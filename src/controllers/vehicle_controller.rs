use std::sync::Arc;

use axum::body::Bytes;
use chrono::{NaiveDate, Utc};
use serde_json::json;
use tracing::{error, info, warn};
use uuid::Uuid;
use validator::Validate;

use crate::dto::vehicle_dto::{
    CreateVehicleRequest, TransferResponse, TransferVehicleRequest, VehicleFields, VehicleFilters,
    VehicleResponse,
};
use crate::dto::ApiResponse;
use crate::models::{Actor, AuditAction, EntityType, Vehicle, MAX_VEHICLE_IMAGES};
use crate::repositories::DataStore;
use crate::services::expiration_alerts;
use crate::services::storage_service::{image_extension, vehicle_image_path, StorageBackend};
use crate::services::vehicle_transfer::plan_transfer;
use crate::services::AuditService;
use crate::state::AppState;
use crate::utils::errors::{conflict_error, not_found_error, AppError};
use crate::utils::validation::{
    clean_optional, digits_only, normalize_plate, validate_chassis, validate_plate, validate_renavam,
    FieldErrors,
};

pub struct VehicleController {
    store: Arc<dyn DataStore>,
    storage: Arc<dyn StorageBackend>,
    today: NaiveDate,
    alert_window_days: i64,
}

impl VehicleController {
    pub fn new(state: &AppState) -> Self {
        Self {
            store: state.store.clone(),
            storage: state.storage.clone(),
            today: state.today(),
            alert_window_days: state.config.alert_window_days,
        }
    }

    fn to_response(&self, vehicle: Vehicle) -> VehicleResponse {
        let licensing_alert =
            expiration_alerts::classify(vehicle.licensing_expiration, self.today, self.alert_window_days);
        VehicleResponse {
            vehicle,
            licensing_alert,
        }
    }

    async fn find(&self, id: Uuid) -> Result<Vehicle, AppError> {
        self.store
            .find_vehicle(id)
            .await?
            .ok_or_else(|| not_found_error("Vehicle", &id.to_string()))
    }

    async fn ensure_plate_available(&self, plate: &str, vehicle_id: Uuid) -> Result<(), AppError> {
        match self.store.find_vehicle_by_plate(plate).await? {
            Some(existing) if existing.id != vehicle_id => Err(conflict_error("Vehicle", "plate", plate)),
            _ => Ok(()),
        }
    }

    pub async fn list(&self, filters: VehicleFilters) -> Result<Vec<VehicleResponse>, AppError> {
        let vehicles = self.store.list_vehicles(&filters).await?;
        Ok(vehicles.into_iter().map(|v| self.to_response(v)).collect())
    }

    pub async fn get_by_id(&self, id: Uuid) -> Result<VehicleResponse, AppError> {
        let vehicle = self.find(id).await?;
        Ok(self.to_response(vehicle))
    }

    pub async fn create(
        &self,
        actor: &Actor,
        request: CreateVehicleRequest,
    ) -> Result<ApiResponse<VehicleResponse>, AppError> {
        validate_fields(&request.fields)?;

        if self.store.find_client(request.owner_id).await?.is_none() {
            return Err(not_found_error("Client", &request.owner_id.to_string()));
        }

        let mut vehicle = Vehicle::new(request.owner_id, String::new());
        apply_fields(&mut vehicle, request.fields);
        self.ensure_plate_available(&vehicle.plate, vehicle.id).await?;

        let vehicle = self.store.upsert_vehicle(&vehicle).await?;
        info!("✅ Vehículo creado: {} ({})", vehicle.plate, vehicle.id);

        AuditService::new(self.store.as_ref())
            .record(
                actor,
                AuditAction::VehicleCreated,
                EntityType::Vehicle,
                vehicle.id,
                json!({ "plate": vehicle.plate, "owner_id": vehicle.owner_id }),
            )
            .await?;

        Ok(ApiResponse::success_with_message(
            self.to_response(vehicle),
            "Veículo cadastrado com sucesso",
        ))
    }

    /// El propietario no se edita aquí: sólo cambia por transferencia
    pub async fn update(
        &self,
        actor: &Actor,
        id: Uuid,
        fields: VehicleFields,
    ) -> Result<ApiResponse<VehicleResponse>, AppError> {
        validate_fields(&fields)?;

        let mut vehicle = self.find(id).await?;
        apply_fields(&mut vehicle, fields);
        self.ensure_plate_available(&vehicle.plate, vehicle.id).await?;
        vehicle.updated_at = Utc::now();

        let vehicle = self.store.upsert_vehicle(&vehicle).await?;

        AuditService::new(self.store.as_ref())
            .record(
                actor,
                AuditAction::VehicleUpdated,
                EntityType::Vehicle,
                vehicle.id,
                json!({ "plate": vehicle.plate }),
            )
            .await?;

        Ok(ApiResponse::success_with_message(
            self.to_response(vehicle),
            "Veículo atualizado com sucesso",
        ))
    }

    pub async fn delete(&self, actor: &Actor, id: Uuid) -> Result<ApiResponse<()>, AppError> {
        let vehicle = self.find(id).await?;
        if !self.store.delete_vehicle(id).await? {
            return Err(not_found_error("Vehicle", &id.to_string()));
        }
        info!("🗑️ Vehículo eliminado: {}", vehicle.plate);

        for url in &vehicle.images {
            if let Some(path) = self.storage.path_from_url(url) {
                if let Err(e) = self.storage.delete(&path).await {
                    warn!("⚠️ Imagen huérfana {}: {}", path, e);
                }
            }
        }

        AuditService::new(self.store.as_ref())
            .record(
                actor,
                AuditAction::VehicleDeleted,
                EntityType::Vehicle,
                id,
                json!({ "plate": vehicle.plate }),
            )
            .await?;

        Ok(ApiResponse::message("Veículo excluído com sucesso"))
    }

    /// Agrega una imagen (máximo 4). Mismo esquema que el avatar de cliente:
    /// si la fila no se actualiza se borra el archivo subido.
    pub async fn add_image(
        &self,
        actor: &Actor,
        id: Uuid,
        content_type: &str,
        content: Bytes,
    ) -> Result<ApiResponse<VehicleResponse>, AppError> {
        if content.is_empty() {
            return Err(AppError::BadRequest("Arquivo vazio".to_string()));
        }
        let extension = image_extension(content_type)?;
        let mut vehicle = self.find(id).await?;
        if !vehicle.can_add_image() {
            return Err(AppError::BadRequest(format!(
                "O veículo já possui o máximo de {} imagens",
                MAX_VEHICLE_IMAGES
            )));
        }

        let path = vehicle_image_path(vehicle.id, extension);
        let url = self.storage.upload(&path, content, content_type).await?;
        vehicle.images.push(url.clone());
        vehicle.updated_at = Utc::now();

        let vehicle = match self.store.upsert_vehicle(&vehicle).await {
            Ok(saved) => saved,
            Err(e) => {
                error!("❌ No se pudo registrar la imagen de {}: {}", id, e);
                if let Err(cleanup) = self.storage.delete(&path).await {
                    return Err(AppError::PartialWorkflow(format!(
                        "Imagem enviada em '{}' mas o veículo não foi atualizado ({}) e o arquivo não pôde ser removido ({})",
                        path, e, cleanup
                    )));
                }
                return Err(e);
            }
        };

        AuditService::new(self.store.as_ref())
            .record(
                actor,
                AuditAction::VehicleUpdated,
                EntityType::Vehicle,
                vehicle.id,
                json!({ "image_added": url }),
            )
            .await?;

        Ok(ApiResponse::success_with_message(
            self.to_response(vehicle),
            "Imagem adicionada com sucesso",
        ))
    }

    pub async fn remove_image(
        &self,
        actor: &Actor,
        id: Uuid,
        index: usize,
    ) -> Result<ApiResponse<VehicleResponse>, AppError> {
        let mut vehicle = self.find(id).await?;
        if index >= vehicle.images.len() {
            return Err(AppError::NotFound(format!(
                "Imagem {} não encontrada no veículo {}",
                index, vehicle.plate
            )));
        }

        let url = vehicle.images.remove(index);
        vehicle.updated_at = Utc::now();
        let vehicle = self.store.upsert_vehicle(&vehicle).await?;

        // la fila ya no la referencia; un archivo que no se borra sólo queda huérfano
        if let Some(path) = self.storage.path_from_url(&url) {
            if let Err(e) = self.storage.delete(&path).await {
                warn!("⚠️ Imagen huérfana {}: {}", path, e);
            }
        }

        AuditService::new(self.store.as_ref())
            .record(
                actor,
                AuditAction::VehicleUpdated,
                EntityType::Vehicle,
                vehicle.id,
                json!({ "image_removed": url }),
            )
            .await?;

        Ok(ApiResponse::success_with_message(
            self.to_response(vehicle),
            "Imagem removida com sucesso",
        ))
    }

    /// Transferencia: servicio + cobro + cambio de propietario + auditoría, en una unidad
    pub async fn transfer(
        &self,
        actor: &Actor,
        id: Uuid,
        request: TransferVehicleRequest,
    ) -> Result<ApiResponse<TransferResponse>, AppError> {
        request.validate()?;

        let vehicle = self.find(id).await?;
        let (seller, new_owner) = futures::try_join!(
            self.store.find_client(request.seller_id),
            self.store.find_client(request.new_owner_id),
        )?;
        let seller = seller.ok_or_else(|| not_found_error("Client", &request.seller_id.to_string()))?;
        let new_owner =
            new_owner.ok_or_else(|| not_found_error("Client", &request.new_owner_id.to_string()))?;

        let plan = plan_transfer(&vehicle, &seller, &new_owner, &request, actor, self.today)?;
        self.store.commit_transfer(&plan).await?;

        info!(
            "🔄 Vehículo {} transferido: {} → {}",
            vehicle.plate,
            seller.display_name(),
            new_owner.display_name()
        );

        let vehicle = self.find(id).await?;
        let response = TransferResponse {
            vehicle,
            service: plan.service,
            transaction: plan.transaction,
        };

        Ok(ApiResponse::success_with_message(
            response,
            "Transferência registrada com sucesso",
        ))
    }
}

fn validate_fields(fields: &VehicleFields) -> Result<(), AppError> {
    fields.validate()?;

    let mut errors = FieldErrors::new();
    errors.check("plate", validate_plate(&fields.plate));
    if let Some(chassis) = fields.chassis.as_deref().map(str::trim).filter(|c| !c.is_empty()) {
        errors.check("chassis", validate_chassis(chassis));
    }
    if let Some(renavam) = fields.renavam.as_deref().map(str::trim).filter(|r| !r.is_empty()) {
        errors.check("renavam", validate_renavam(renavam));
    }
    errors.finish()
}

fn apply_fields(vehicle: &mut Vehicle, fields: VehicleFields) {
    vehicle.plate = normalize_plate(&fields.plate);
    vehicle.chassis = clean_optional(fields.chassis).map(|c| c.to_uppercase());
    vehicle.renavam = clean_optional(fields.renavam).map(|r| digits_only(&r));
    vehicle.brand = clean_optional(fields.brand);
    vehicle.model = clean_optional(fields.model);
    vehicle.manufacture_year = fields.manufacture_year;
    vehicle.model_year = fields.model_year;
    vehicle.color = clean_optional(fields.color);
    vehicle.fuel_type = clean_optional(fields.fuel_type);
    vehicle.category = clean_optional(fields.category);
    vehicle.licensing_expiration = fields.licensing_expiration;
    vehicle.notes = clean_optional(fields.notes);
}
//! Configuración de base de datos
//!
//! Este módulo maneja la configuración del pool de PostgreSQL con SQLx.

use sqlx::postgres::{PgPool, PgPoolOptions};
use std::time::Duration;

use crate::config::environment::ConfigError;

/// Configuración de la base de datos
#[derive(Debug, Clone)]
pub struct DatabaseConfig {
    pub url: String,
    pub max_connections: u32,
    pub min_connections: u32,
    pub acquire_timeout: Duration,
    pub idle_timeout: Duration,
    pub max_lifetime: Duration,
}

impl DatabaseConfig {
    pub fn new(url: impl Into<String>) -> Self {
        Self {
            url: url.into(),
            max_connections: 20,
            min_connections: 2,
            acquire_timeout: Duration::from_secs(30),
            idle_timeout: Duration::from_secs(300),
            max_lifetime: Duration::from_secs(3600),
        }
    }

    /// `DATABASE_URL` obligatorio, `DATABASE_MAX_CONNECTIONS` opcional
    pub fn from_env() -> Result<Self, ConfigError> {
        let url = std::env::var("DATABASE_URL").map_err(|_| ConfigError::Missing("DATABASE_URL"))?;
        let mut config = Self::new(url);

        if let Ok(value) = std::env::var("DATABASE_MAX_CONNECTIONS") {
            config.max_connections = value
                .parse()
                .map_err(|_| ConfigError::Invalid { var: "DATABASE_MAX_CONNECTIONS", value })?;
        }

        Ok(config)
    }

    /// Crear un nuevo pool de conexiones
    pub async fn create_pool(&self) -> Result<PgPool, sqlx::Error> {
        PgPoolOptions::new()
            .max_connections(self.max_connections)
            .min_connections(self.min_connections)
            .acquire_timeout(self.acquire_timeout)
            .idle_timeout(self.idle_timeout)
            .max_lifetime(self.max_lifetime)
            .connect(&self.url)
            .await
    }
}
...
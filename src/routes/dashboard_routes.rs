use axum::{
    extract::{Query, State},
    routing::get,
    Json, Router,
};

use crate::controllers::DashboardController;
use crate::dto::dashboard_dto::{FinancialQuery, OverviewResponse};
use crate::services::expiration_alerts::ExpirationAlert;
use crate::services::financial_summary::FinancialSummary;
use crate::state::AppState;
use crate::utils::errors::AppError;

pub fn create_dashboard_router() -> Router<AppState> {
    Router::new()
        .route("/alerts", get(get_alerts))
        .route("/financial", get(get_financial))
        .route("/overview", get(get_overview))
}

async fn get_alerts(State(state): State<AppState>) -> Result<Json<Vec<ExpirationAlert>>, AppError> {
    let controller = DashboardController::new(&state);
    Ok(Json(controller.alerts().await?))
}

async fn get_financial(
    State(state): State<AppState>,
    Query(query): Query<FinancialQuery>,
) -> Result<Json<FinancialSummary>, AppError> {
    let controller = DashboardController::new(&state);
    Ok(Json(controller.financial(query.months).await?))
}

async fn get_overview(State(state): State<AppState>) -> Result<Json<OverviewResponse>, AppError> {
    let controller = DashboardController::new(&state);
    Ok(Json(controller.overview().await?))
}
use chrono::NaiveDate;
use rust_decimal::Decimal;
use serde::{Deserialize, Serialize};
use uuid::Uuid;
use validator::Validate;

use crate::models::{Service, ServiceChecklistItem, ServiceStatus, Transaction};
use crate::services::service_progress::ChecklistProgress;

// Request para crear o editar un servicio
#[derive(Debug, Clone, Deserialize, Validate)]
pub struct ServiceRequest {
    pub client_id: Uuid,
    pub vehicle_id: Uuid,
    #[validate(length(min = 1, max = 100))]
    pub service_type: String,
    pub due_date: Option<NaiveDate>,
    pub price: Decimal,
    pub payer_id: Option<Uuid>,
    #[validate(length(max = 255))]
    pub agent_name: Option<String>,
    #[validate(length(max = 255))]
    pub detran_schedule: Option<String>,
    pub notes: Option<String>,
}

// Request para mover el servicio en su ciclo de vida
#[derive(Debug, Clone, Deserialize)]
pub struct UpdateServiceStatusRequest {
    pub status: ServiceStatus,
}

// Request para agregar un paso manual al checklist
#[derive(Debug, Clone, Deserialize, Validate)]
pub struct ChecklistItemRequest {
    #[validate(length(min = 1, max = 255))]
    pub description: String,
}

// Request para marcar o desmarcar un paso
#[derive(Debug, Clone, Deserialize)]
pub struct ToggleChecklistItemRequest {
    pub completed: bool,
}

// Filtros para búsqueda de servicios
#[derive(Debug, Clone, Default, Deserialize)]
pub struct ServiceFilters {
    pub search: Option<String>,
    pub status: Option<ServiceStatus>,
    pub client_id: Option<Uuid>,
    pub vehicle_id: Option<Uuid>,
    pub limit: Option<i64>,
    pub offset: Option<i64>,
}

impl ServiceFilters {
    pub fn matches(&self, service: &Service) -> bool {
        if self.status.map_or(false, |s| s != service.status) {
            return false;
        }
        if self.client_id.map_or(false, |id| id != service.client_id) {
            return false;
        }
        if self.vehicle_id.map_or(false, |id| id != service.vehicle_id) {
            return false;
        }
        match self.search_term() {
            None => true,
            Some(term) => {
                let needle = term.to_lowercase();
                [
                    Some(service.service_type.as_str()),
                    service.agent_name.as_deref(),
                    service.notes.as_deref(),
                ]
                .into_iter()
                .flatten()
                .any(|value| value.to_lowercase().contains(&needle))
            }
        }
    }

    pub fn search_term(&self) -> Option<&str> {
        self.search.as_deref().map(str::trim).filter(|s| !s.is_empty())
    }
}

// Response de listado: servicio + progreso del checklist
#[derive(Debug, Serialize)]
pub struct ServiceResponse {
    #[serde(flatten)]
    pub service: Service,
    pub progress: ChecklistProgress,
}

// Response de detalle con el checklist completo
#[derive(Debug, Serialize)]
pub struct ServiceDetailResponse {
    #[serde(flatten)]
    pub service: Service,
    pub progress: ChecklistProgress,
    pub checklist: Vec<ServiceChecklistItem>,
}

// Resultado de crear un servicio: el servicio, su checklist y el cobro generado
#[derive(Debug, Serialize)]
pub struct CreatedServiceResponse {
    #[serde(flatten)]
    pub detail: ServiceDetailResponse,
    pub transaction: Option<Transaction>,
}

_YOUR ASSIGNMENT:_ Precisely the lines between those holding "filename src/controllers/vehicle_controller.rs" and "use crate::dto::ApiResponse;", inclusive, are to be reproduced from the listing above, with nothing added.

_RESULT BELOW:_
filename src/controllers/vehicle_controller.rs
use std::sync::Arc;

use axum::body::Bytes;
use chrono::{NaiveDate, Utc};
use serde_json::json;
use tracing::{error, info, warn};
use uuid::Uuid;
use validator::Validate;

use crate::dto::vehicle_dto::{
    CreateVehicleRequest, TransferResponse, TransferVehicleRequest, VehicleFields, VehicleFilters,
    VehicleResponse,
};
use crate::dto::ApiResponse;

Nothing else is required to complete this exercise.